AIM OF THE TASK » After finding the line containing "pub fn with_records(records: Vec<AssetRecord>)" below, please output that line and each following one through the line containing "use super::*;", exactly as written.

══ RAW DATA ══

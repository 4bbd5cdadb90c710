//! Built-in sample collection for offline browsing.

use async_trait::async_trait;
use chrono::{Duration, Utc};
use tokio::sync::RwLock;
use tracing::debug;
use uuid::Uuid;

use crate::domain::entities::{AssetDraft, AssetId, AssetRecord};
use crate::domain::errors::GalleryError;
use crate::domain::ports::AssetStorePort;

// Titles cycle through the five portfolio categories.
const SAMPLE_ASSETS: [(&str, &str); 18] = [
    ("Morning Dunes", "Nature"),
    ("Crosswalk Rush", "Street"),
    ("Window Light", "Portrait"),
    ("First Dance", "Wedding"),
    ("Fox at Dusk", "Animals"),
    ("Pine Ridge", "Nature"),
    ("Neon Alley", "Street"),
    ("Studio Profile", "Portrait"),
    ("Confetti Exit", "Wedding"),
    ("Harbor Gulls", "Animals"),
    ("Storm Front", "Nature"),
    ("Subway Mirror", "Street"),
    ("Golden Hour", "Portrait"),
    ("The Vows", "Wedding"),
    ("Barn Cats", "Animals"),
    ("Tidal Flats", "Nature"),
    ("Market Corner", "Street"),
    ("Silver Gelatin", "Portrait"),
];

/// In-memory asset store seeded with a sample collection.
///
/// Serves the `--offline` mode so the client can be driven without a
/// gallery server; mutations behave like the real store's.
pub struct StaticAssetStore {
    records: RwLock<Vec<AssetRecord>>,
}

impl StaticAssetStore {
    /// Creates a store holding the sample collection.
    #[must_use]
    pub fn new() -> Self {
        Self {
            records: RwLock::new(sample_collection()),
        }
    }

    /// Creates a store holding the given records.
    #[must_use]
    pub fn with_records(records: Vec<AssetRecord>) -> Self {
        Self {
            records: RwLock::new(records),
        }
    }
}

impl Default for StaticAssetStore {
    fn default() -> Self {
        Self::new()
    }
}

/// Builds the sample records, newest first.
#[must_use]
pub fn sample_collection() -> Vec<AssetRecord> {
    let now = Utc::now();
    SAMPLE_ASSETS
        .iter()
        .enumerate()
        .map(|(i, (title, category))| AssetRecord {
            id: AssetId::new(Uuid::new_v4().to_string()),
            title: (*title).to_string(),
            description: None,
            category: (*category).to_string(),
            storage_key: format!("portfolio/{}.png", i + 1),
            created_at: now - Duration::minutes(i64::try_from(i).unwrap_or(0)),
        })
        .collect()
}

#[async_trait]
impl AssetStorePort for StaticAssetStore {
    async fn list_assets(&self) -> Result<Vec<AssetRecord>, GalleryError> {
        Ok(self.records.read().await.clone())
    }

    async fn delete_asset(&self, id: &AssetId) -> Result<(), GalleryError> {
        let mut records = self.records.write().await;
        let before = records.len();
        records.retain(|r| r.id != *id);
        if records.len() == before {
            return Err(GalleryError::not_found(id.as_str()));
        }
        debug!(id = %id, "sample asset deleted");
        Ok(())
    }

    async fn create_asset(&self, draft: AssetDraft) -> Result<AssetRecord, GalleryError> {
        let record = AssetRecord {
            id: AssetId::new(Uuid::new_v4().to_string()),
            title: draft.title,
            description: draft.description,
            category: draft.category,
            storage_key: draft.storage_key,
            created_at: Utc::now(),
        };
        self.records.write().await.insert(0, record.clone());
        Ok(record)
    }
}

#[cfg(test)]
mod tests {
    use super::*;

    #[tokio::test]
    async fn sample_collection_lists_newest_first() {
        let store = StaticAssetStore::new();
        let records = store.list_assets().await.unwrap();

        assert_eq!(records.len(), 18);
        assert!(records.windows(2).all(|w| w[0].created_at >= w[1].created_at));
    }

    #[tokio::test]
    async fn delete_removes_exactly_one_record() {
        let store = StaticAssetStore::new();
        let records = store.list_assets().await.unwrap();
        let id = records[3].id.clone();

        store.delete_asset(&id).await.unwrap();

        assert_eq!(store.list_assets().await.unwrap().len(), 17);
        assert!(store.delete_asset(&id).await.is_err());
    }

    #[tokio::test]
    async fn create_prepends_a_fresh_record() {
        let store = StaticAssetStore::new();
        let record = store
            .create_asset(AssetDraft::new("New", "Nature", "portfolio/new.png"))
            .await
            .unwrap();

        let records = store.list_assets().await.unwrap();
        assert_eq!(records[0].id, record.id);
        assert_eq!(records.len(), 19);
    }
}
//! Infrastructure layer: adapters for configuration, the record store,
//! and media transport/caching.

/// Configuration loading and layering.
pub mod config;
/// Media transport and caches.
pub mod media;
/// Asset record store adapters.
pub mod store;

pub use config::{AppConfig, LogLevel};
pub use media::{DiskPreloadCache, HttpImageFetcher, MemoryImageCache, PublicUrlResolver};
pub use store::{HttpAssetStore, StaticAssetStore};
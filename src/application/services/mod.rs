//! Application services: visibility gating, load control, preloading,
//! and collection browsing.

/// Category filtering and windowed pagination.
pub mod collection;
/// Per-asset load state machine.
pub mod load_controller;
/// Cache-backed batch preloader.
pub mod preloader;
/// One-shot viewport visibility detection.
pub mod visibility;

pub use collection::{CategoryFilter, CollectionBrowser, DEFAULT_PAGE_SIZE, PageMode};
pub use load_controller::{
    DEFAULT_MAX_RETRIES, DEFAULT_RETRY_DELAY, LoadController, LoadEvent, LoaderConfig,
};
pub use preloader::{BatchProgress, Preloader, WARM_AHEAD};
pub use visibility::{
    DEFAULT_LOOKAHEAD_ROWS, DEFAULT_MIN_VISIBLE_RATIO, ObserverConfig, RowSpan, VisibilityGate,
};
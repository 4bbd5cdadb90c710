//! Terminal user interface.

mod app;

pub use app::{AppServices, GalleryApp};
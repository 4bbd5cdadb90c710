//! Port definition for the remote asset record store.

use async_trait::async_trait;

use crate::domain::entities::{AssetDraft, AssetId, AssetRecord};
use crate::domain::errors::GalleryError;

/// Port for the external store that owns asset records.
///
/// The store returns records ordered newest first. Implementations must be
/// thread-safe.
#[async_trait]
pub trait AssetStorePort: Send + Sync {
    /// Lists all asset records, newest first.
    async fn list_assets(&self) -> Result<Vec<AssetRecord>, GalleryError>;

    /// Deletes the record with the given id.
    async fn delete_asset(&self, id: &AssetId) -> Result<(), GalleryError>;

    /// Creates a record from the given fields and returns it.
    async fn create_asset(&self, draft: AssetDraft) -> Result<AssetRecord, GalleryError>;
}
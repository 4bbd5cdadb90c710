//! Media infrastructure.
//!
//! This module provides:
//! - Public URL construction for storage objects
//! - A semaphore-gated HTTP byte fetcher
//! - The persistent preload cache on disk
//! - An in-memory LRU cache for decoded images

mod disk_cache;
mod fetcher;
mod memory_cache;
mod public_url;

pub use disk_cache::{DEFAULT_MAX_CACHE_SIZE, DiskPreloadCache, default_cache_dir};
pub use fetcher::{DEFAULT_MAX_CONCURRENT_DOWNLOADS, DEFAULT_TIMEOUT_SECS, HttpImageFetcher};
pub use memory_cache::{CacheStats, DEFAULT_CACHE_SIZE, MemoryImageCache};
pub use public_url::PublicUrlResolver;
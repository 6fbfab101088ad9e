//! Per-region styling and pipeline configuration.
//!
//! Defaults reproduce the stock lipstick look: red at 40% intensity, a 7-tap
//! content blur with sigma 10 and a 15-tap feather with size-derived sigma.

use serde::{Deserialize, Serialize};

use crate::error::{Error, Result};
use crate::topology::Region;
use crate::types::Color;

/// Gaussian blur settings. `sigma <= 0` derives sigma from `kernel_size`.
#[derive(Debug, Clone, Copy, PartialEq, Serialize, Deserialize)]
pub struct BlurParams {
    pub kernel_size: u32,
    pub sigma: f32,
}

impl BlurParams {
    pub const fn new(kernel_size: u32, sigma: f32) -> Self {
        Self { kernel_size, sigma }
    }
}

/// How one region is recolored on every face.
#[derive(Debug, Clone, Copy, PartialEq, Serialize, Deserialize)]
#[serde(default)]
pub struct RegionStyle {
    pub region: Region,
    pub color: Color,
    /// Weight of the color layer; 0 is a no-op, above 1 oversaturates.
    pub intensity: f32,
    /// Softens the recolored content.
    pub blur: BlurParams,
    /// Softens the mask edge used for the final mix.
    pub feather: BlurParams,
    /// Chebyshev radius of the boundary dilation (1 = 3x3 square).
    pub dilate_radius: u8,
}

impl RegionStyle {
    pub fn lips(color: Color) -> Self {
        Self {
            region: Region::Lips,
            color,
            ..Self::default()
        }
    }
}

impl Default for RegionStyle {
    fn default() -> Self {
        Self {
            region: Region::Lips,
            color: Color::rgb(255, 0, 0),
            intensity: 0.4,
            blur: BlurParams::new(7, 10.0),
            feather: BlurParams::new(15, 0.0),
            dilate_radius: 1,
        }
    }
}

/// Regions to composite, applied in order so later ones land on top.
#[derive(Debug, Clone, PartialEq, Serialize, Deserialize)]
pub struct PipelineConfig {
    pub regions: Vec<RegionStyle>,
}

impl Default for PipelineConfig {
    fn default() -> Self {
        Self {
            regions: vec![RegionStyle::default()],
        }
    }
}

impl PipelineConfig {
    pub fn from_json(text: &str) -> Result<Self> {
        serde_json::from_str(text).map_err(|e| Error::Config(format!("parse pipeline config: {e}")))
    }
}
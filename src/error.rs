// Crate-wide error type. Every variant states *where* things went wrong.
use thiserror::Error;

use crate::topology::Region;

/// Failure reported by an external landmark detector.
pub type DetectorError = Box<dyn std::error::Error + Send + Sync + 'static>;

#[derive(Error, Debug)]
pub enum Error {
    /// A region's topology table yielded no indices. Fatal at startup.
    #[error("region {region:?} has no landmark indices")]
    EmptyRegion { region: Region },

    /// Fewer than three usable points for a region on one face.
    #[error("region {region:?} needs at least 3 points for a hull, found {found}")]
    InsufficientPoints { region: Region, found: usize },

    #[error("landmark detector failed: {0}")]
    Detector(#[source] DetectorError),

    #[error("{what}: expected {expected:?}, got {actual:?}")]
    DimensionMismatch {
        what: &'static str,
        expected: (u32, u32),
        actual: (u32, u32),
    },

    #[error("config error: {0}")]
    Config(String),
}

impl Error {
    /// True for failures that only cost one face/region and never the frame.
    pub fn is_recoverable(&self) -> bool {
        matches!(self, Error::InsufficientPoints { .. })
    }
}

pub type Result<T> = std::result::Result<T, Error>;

═══

ANSWER FOR THE TASK »
    pub fn with_records(records: Vec<AssetRecord>) -> Self {
        Self {
            records: RwLock::new(records),
        }
    }
}

impl Default for StaticAssetStore {
    fn default() -> Self {
        Self::new()
    }
}

/// Builds the sample records, newest first.
#[must_use]
pub fn sample_collection() -> Vec<AssetRecord> {
    let now = Utc::now();
    SAMPLE_ASSETS
        .iter()
        .enumerate()
        .map(|(i, (title, category))| AssetRecord {
            id: AssetId::new(Uuid::new_v4().to_string()),
            title: (*title).to_string(),
            description: None,
            category: (*category).to_string(),
            storage_key: format!("portfolio/{}.png", i + 1),
            created_at: now - Duration::minutes(i64::try_from(i).unwrap_or(0)),
        })
        .collect()
}

#[async_trait]
impl AssetStorePort for StaticAssetStore {
    async fn list_assets(&self) -> Result<Vec<AssetRecord>, GalleryError> {
        Ok(self.records.read().await.clone())
    }

    async fn delete_asset(&self, id: &AssetId) -> Result<(), GalleryError> {
        let mut records = self.records.write().await;
        let before = records.len();
        records.retain(|r| r.id != *id);
        if records.len() == before {
            return Err(GalleryError::not_found(id.as_str()));
        }
        debug!(id = %id, "sample asset deleted");
        Ok(())
    }

    async fn create_asset(&self, draft: AssetDraft) -> Result<AssetRecord, GalleryError> {
        let record = AssetRecord {
            id: AssetId::new(Uuid::new_v4().to_string()),
            title: draft.title,
            description: draft.description,
            category: draft.category,
            storage_key: draft.storage_key,
            created_at: Utc::now(),
        };
        self.records.write().await.insert(0, record.clone());
        Ok(record)
    }
}

#[cfg(test)]
mod tests {
    use super::*;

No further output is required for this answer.